2. [2/20 points] The retrieval function above won't work unless we can estimate all the parameters. Suppose we use the entire collection C={D1,...,Dn} as an approximation of the examples of non-relevant documents. Give the formula for the Maximum Likelihood estimate of p(w|Q,R=0).
3. [2/20 points] Suppose we use the query as the only example of a relevant document. Give the formula for the Maximum Likelihood estimate of p(w|Q,R=1).
4. [3/20 points] One problem with the maximum likelihood estimate of p(w|Q,R=1) is that many words would have zero probability, which limits its accuracy of modeling words in relevant documents.

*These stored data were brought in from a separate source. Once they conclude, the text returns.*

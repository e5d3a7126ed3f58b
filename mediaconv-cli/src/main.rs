// ============================================================================
// mediaconv-cli/src/main.rs
// ============================================================================
//
// MEDIACONV CLI: Main Entry Point
//
// Parses `convert [OPTIONS] <INPUT_DIR> <OUTPUT_DIR>`, installs logging and
// runs the conversion. Exit code 0 when at least one file was converted,
// 1 for everything else (usage errors, fatal run errors, zero successes).
// `--help` and `--version` exit 0.
//
// AI-ASSISTANT-INFO: Entry point for the convert binary

use clap::Parser;
use log::{debug, info};
use mediaconv_cli::logging::init_logging;
use mediaconv_cli::{Cli, run_convert};
use owo_colors::OwoColorize;
use std::process;

fn main() {
    let cli = match Cli::try_parse() {
        Ok(cli) => cli,
        Err(e) if e.use_stderr() => {
            let _ = e.print();
            process::exit(1);
        }
        Err(e) => e.exit(),
    };

    match init_logging(cli.log_dir.as_deref(), cli.verbose) {
        Ok(Some(log_path)) => info!("Logging to {}", log_path.display()),
        Ok(None) => {}
        Err(e) => eprintln!("Warning: {}", e),
    }

    match run_convert(&cli) {
        Ok(true) => {}
        Ok(false) => process::exit(1),
        Err(e) => {
            debug!("Run aborted: {:?}", e);
            if mediaconv_cli::terminal::should_use_color() {
                eprintln!("{} {}", "Error:".bright_red().bold(), e);
            } else {
                eprintln!("Error: {}", e);
            }
            process::exit(1);
        }
    }
}
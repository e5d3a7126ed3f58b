// mediaconv-cli/src/lib.rs
//
// Library portion of the convert binary.
// Contains argument definitions and command logic.

pub mod cli;
pub mod commands;
pub mod error;
pub mod logging;
pub mod terminal;

// Re-export items needed by the binary or integration tests
pub use cli::Cli;
pub use commands::convert::run_convert;
pub use terminal::TerminalEventHandler;
//! Core library for converting a directory of media files into normalized
//! target formats.
//!
//! Every file is classified by extension through a single policy table
//! (JPEG→PNG, PNG/HEIC/RAW→JPEG, MP4→MP3). Each candidate is then resolved
//! by trying the backends of its fallback chain in order until one of them
//! produces the output. Outcomes are aggregated into a [`BatchReport`].
//!
//! ## Usage Example
//!
//! ```rust,no_run
//! use mediaconv_core::config::CoreConfigBuilder;
//! use mediaconv_core::events::LogEventHandler;
//! use mediaconv_core::convert_directory;
//! use std::path::PathBuf;
//!
//! let config = CoreConfigBuilder::new()
//!     .input_dir(PathBuf::from("/path/to/uploads"))
//!     .output_dir(PathBuf::from("/path/to/converted"))
//!     .build()
//!     .unwrap();
//!
//! let report = convert_directory(&config, &LogEventHandler).unwrap();
//! println!(
//!     "{}/{} files converted",
//!     report.succeeded_count, report.total_candidates
//! );
//! ```

pub mod backends;
pub mod config;
pub mod discovery;
pub mod dispatch;
pub mod error;
pub mod events;
pub mod policy;
pub mod processing;
pub mod utils;

// Re-exports for public API
pub use backends::{Backend, BackendId};
pub use config::{CoreConfig, CoreConfigBuilder};
pub use dispatch::{
    AttemptResult, BackendAttempt, ConversionDispatcher, ConversionOutcome, ConversionTask,
};
pub use error::{BackendError, CoreError, CoreResult};
pub use events::{Event, EventHandler};
pub use policy::{SourceCategory, TargetFormat};
pub use processing::{BatchReport, BatchRunner, SkippedFile, convert_directory};
pub use utils::{format_bytes, format_duration};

Give the formula for smoothing this maximum likelihood estimate using fixed coefficient linear interpolation (i.e., Jelinek-Mercer) with a collection language model.
5. [5/20 points] With the two estimates you proposed, we should now have a retrieval function that can be used to compute a score for any document D and any query Q. Write down your retrieval function by plugging in the two estimates. Can your retrieval function capture the three major retrieval heuristics (i.e., TF, IDF, and document length normalization)? How?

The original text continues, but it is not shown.